Ее облик стерся, потускнел, не помнилось даже имени, но вот ведь осталось – женщина-скрипачка.
Гинзбург хотел что-то сказать, но посмотрел на лейтенанта и опустил глаза. Подумал: в этом чекисте ещё осталось человеческое. Оно на миг отразилось в его глазах. Но тут же услышал будто наяву голос умершей жены Гали:
– Ты, Миша, неисправимый романтик!
Глава десятая
Катерина у себя в наркомате обычно не распространялась о том, что живет не в коммунальной квартире, как большинство сотрудников, а в отдельной двухкомнатной, а также о том, что у неё есть домработница.
Когда её отец истинный Первенцев Аристарх Викторович (она носила отчество мужа матери Остапа) женился на бывшей домработнице Катерины Евдокии Петровне, хозяйка почти не почувствовала особых трудностей в ведении хозяйства, тем более что маленький Пашка днем все равно был у деда, а если точнее, у его жены – она не работала.
Но когда Катя с Федором поженились, Евдокия Петровна посоветовала им взять домработницей Азалию Дмитриевну, которая просила найти ей место. Хорошо бы у хозяев, которых Евдокия Петровна знает лично.
– Я вроде уже приспособилась обходиться без прислуги, – начала было отнекиваться Катерина. – Да и Пашка скоро в школу пойдет.
– А кто сказал, что у вас с Федором Арсентьевичем не будет детей? – резонно возразила бывшая домработница, как оказалось впоследствии, она была права. – Да вы не беспокойтесь, Азалия – человек скромный, ест, как птичка, она вам в тягость не будет.

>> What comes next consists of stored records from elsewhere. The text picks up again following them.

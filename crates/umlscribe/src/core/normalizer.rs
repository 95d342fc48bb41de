//! Record stream normalizer
//!
//! Removes whole entity blocks for ignored names before rendering. The pass
//! is a four-state machine over classified lines; see [`NormalizerState`].

use std::collections::HashSet;

use tracing::{debug, span, trace, Level};

use super::record::{simple_name, RecordLine};

/// State of the normalizer between two lines
#[derive(Debug, Clone, Copy, PartialEq, Eq, Default)]
pub enum NormalizerState {
    /// Lines are emitted as they come
    #[default]
    Passthrough,
    /// Inside an ignored block; everything up to the separator is dropped
    SkippingIgnoredEntity,
    /// After a `Fields:` sentinel
    SkippingFieldsTail,
    /// After a `Methods:` sentinel
    SkippingMethodsTail,
}

/// What to do with the line that caused a transition
#[derive(Debug, Clone, Copy, PartialEq, Eq)]
enum Disposition {
    Emit,
    Drop,
}

impl NormalizerState {
    /// Closed transition table.
    ///
    /// The two tail states emit every line they see. They only record which
    /// member section is open; no section content is ever trimmed.
    fn next(self, line: &RecordLine<'_>, ignored: &HashSet<String>) -> (Self, Disposition) {
        use NormalizerState::*;

        match (self, line) {
            (_, RecordLine::EntityHeader { name, .. }) => {
                if ignored.contains(simple_name(name)) {
                    (SkippingIgnoredEntity, Disposition::Drop)
                } else {
                    (Passthrough, Disposition::Emit)
                }
            }
            (SkippingIgnoredEntity, RecordLine::Separator) => (Passthrough, Disposition::Drop),
            (SkippingIgnoredEntity, _) => (SkippingIgnoredEntity, Disposition::Drop),
            (_, RecordLine::Separator) => (Passthrough, Disposition::Emit),
            (_, RecordLine::Fields) => (SkippingFieldsTail, Disposition::Emit),
            (_, RecordLine::Methods) => (SkippingMethodsTail, Disposition::Emit),
            (state, _) => (state, Disposition::Emit),
        }
    }
}

/// Drop the blocks of every entity whose simple name is in `ignored`.
///
/// A block goes as a unit: header, member sections and its trailing
/// separator. With an empty ignore set the output equals the input.
pub fn normalize<S: AsRef<str>>(lines: &[S], ignored: &HashSet<String>) -> Vec<String> {
    let normalize_span = span!(
        Level::DEBUG,
        "normalize_records",
        line_count = lines.len(),
        ignored_count = ignored.len()
    );
    let _enter = normalize_span.enter();

    let mut state = NormalizerState::default();
    let mut output = Vec::with_capacity(lines.len());
    let mut dropped_blocks = 0usize;

    for raw in lines {
        let raw = raw.as_ref();
        let line = RecordLine::classify(raw);
        let (next, disposition) = state.next(&line, ignored);

        if next == NormalizerState::SkippingIgnoredEntity
            && state != NormalizerState::SkippingIgnoredEntity
        {
            dropped_blocks += 1;
        }
        if next != state {
            trace!(from = ?state, to = ?next, "Normalizer transition");
        }
        if let (RecordLine::EntityHeader { name, .. }, Disposition::Drop) = (&line, disposition) {
            trace!(entity = simple_name(name), "Dropping ignored entity");
        }

        if disposition == Disposition::Emit {
            output.push(raw.to_string());
        }
        state = next;
    }

    debug!(
        dropped_blocks,
        kept_lines = output.len(),
        "Normalization completed"
    );
    output
}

На том и порешили. Азалия Дмитриевна незаметно, но прочно взяла бразды правления хозяйством Головиных в свои руки. Она приходила, делала в квартире уборку, готовила обед и в шесть часов вечера уходила домой.
Как ни крути, с домработницей было не в пример удобней, так что сегодня Катерина, накрывая стол к ужину, подумала: надо сделать Азалии какой-нибудь подарок. Ведь она уже девять лет в семье Головиных.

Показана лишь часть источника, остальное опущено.